## What you should do:
Your task is to work out how many lines in the data include the word "found". Reply with the number alone.

----- Information shown -----

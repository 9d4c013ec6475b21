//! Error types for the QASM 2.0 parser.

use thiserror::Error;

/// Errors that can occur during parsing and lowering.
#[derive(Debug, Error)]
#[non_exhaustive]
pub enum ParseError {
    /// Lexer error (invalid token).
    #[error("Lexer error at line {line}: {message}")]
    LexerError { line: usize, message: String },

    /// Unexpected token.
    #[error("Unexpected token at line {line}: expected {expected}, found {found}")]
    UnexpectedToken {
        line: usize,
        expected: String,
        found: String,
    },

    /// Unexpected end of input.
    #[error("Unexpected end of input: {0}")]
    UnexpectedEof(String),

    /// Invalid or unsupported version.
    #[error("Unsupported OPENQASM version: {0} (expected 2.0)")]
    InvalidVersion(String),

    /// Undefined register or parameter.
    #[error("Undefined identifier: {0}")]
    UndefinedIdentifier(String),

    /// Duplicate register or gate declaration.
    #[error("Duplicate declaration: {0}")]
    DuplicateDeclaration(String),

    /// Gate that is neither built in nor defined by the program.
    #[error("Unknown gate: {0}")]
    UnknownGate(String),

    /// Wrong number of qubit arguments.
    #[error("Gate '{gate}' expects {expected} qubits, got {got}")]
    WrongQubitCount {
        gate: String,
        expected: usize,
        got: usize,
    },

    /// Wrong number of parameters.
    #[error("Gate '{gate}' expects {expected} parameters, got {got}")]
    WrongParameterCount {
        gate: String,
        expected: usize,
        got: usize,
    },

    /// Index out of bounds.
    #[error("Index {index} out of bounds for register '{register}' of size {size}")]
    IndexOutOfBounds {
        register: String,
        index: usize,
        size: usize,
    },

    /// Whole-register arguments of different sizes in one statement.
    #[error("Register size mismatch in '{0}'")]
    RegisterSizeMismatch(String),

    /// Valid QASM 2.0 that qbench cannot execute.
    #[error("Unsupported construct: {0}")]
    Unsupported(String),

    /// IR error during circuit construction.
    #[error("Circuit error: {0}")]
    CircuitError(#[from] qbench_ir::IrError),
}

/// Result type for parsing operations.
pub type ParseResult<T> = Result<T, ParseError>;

-----
----- Information shown -----

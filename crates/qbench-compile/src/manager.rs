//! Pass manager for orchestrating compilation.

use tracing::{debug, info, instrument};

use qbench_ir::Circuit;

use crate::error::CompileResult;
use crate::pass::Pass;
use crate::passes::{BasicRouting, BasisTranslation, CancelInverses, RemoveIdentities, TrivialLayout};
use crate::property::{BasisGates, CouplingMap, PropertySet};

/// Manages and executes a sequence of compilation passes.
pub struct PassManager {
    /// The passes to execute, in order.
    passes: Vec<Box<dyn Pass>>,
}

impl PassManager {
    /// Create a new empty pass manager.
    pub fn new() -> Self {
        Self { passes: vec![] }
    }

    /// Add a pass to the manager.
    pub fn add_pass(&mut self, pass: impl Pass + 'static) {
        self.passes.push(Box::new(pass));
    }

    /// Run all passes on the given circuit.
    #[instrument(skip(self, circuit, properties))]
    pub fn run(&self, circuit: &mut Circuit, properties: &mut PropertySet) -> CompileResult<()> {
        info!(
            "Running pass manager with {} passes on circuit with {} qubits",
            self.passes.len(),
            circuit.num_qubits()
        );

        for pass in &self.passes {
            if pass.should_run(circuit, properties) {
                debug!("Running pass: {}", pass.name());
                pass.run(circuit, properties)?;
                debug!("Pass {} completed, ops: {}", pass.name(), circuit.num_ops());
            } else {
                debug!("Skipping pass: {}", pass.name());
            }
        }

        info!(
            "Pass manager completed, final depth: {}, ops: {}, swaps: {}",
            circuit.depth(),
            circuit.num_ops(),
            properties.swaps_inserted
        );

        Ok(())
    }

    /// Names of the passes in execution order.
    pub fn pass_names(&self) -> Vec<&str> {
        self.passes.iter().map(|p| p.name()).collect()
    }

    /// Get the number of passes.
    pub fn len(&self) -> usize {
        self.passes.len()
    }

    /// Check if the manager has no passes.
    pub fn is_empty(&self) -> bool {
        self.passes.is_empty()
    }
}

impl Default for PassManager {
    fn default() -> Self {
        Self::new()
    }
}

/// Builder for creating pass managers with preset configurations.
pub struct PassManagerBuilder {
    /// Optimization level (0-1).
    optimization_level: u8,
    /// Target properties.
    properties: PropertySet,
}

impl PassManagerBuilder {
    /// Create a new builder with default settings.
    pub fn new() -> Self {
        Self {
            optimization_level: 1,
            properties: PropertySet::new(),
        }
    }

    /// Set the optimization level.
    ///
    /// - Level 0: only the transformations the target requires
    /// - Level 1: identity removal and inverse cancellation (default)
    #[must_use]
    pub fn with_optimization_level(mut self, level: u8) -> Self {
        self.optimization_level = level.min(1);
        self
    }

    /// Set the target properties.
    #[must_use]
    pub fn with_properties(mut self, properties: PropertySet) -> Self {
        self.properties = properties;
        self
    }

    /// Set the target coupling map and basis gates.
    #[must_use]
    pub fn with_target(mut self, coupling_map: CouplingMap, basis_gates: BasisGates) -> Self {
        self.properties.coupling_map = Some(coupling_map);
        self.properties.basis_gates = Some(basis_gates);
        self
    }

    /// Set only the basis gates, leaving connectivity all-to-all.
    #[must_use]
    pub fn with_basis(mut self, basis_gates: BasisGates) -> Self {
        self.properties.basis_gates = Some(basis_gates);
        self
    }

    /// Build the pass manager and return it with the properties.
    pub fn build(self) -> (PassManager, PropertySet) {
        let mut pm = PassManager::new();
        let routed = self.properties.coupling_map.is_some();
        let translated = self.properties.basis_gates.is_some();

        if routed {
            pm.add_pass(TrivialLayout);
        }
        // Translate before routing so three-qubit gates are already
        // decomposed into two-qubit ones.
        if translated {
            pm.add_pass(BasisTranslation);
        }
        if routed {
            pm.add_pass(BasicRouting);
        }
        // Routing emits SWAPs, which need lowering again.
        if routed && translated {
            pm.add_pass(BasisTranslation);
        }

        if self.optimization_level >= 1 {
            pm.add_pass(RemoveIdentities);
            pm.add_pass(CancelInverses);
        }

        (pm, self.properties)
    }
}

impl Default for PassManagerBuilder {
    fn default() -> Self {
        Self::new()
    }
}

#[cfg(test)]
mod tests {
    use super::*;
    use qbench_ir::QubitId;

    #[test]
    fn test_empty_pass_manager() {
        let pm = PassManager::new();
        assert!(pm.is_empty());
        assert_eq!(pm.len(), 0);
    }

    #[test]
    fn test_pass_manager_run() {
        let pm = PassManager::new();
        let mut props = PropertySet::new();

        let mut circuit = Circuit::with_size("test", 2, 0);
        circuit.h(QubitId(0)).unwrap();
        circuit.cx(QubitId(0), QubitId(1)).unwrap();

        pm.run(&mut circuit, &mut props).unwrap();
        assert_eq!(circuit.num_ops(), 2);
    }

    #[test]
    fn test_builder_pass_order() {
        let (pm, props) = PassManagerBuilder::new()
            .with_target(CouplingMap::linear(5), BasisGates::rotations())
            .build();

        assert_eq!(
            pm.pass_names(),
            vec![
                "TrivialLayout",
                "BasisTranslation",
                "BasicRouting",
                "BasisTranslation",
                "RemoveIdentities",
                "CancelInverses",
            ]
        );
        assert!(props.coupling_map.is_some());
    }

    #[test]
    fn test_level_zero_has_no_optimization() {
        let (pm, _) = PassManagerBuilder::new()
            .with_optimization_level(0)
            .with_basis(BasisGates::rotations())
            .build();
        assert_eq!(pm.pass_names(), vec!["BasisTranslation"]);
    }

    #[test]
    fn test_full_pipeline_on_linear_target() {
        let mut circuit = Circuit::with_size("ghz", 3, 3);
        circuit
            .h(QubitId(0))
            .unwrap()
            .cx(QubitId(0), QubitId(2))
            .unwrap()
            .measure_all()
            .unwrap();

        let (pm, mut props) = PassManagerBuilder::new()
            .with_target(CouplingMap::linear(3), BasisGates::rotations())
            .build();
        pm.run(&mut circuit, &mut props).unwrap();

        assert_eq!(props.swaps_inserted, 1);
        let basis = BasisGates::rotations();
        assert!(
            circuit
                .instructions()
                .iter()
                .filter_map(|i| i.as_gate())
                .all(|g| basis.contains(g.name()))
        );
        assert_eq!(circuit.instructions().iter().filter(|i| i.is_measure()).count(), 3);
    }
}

-----

## Exercise response:
2